Mammaròssa è qualcosa in più del solito ristorante; Mammaròssa è una cittadella del gusto, un contenitore laboratorio dei sapori che ha come scopo quello di racchiudere e concentrare in uno spazio fisico la storia, i prodotti, le tradizioni, le forme della civiltà agro-pastorale e di mare delle genti d’Abruzzo. Mammaròssa è il luogo dove il prodotto racconta una terra, le sue donne ed i suoi uomini, i suoi tempi, la sua storia. I tempi delle stagioni, del caldo del freddo, del sopire dell’autunno e della rinascita della primavera. Quindi Mammaròssa è un luogo nuovo, animato da una concezione contemporanea dell’intrattenimento. Da Mammaròssa i clienti diventano amici, accolti come in famiglia da una struttura pensata come una casa.L’attenzione alla qualità è un punto di forza di Mammaròssa.

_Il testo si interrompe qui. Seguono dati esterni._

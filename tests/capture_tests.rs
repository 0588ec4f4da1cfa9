// Integration tests for capture acquisition and track ownership
//
// These tests verify that bundled video tracks are discarded on acquire,
// that grants without audio are rejected, and that releasing a session
// stops every constituent track.

use std::path::Path;

use anyhow::Result;
use tabscribe::{
    AudioFrame, CaptureBackend, CaptureBackendConfig, CaptureError, CaptureGrant, CaptureSession,
    FileBackend, MediaTrack, TrackKind,
};
use tempfile::TempDir;
use tokio::sync::mpsc;

/// Backend handing out a scripted set of tracks; keeps clones so tests can
/// observe their stop flags after the session takes ownership
struct ScriptedBackend {
    kinds: Vec<TrackKind>,
    granted: Vec<MediaTrack>,
}

impl ScriptedBackend {
    fn new(kinds: Vec<TrackKind>) -> Self {
        Self {
            kinds,
            granted: Vec::new(),
        }
    }
}

#[async_trait::async_trait]
impl CaptureBackend for ScriptedBackend {
    async fn request(&mut self) -> Result<CaptureGrant, CaptureError> {
        let tracks: Vec<MediaTrack> = self
            .kinds
            .iter()
            .map(|&kind| MediaTrack::new(kind, format!("{:?} track", kind)))
            .collect();

        self.granted = tracks.clone();

        let (_tx, rx) = mpsc::channel::<AudioFrame>(8);
        Ok(CaptureGrant { tracks, frames: rx })
    }

    fn name(&self) -> &str {
        "scripted"
    }
}

fn write_fixture(path: &Path, millis: u64) -> Result<()> {
    let spec = hound::WavSpec {
        channels: 1,
        sample_rate: 16000,
        bits_per_sample: 16,
        sample_format: hound::SampleFormat::Int,
    };

    let mut writer = hound::WavWriter::create(path, spec)?;
    for i in 0..(16 * millis) {
        writer.write_sample((i % 64) as i16)?;
    }
    writer.finalize()?;

    Ok(())
}

#[tokio::test]
async fn test_bundled_video_track_is_stopped_on_acquire() -> Result<()> {
    let mut backend = ScriptedBackend::new(vec![TrackKind::Video, TrackKind::Audio]);

    let session = CaptureSession::acquire(&mut backend).await?;

    let video = &backend.granted[0];
    let audio = &backend.granted[1];

    assert!(video.is_stopped(), "Video tracks are never wanted");
    assert!(!audio.is_stopped(), "The audio track stays live for the session");

    drop(session);
    Ok(())
}

#[tokio::test]
async fn test_grant_without_audio_is_rejected() {
    let mut backend = ScriptedBackend::new(vec![TrackKind::Video]);

    let err = CaptureSession::acquire(&mut backend)
        .await
        .expect_err("a video-only grant has no usable audio");

    assert_eq!(err, CaptureError::NoAudioTrack);
    assert!(
        backend.granted[0].is_stopped(),
        "Even a rejected grant must not leak its video track"
    );
}

#[tokio::test]
async fn test_empty_grant_is_rejected() {
    let mut backend = ScriptedBackend::new(vec![]);

    let err = CaptureSession::acquire(&mut backend)
        .await
        .expect_err("an empty grant has no audio");

    assert_eq!(err, CaptureError::NoAudioTrack);
}

#[tokio::test]
async fn test_release_stops_every_track() -> Result<()> {
    let mut backend = ScriptedBackend::new(vec![TrackKind::Audio, TrackKind::Audio]);

    let mut session = CaptureSession::acquire(&mut backend).await?;
    assert!(!session.is_released());

    session.release();

    assert!(session.is_released());
    for track in &backend.granted {
        assert!(track.is_stopped(), "Release must stop every constituent track");
    }

    Ok(())
}

#[tokio::test]
async fn test_dropping_a_session_stops_its_tracks() -> Result<()> {
    let mut backend = ScriptedBackend::new(vec![TrackKind::Audio]);

    {
        let _session = CaptureSession::acquire(&mut backend).await?;
    }

    assert!(backend.granted[0].is_stopped());
    Ok(())
}

#[tokio::test]
async fn test_frames_can_only_be_taken_once() -> Result<()> {
    let mut backend = ScriptedBackend::new(vec![TrackKind::Audio]);

    let mut session = CaptureSession::acquire(&mut backend).await?;
    assert!(session.take_frames().is_some());
    assert!(session.take_frames().is_none(), "The frame channel has one consumer");

    Ok(())
}

#[test]
fn test_track_stop_is_idempotent() {
    let track = MediaTrack::new(TrackKind::Audio, "loopback");

    assert!(!track.is_stopped());
    track.stop();
    track.stop();
    assert!(track.is_stopped());
}

#[tokio::test]
async fn test_file_backend_missing_file_is_denied() {
    let temp_dir = TempDir::new().expect("temp dir");
    let missing = temp_dir.path().join("missing.wav");

    let mut backend = FileBackend::unpaced(missing, CaptureBackendConfig::default());

    let err = backend.request().await.expect_err("missing file cannot be captured");
    assert!(matches!(err, CaptureError::Denied(_)));
}

#[tokio::test]
async fn test_file_backend_streams_the_whole_file() -> Result<()> {
    let temp_dir = TempDir::new()?;
    let fixture = temp_dir.path().join("capture.wav");
    write_fixture(&fixture, 2000)?;

    let mut backend = FileBackend::unpaced(fixture, CaptureBackendConfig::default());
    let mut grant = backend.request().await?;

    assert_eq!(grant.tracks.len(), 1);
    assert_eq!(grant.tracks[0].kind(), TrackKind::Audio);

    let mut total_samples = 0usize;
    let mut last_timestamp = 0u64;
    while let Some(frame) = grant.frames.recv().await {
        assert_eq!(frame.sample_rate, 16000);
        assert_eq!(frame.channels, 1);
        assert!(frame.timestamp_ms >= last_timestamp, "Timestamps must not run backwards");
        last_timestamp = frame.timestamp_ms;
        total_samples += frame.samples.len();
    }

    assert_eq!(total_samples, 16000 * 2, "Every sample in the file is delivered");

    Ok(())
}

#[tokio::test]
async fn test_stopping_the_track_halts_file_streaming() -> Result<()> {
    let temp_dir = TempDir::new()?;
    let fixture = temp_dir.path().join("capture.wav");
    // Longer than the frame channel can buffer, so the producer is still
    // running when the track is stopped
    write_fixture(&fixture, 15000)?;

    let mut backend = FileBackend::unpaced(fixture, CaptureBackendConfig::default());
    let mut grant = backend.request().await?;

    grant.tracks[0].stop();

    let mut frames = 0usize;
    while grant.frames.recv().await.is_some() {
        frames += 1;
    }

    assert!(
        frames < 150,
        "Producer must stop early once the track is stopped, got {} frames",
        frames
    );

    Ok(())
}

#[test]
fn test_capture_backend_config_default() {
    let config = CaptureBackendConfig::default();

    assert_eq!(config.sample_rate, 16000, "Default should be 16kHz for Whisper");
    assert_eq!(config.channels, 1, "Default should be mono");
    assert_eq!(config.frame_duration_ms, 100, "Default frame should be 100ms");
}

#[test]
fn test_capture_error_messages() {
    assert_eq!(
        CaptureError::Denied("user canceled".to_string()).to_string(),
        "Capture denied: user canceled"
    );
    assert_eq!(CaptureError::NoAudioTrack.to_string(), "No audio track available");
}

Dai prodotti di stagione a quelli di territorio – come il grano e gli ortaggi che coltiviamo personalmente – alla ricerca del miglior rapporto prezzo/qualità del vino, delle birre artigianali e dei distillati, dalla musica di sottofondo alla velocità e qualità del servizio; tutto da Mammaròssa è curato con estrema e costante attenzione.Un luogo dove il cibo è filo conduttore e attore principale di una rappresentazione teatrale complessa, comprensibile e riconoscibile, volta all’attenzione dei sensi tutti.


Mammaròssa esterno nord

Il nome Mammaròssa viene dal termine dialettale con cui un tempo si usava chiamare la nonna nei paesi dell’Abruzzo interno. Mammaròssa significa infatti mamma grossa, una mamma più grande. Allo stesso modo, nei paesi anglofoni o francofoni, la nonna si chiama grandmother e grand-mère.Così ci è piaciuto legarci ad una tradizione familiare che vedeva la “nostra Mammaròssa”, originaria di Fossa – un piccolo comune in provincia di L’Aquila –, cuoca in Francia nella prima metà del ‘900.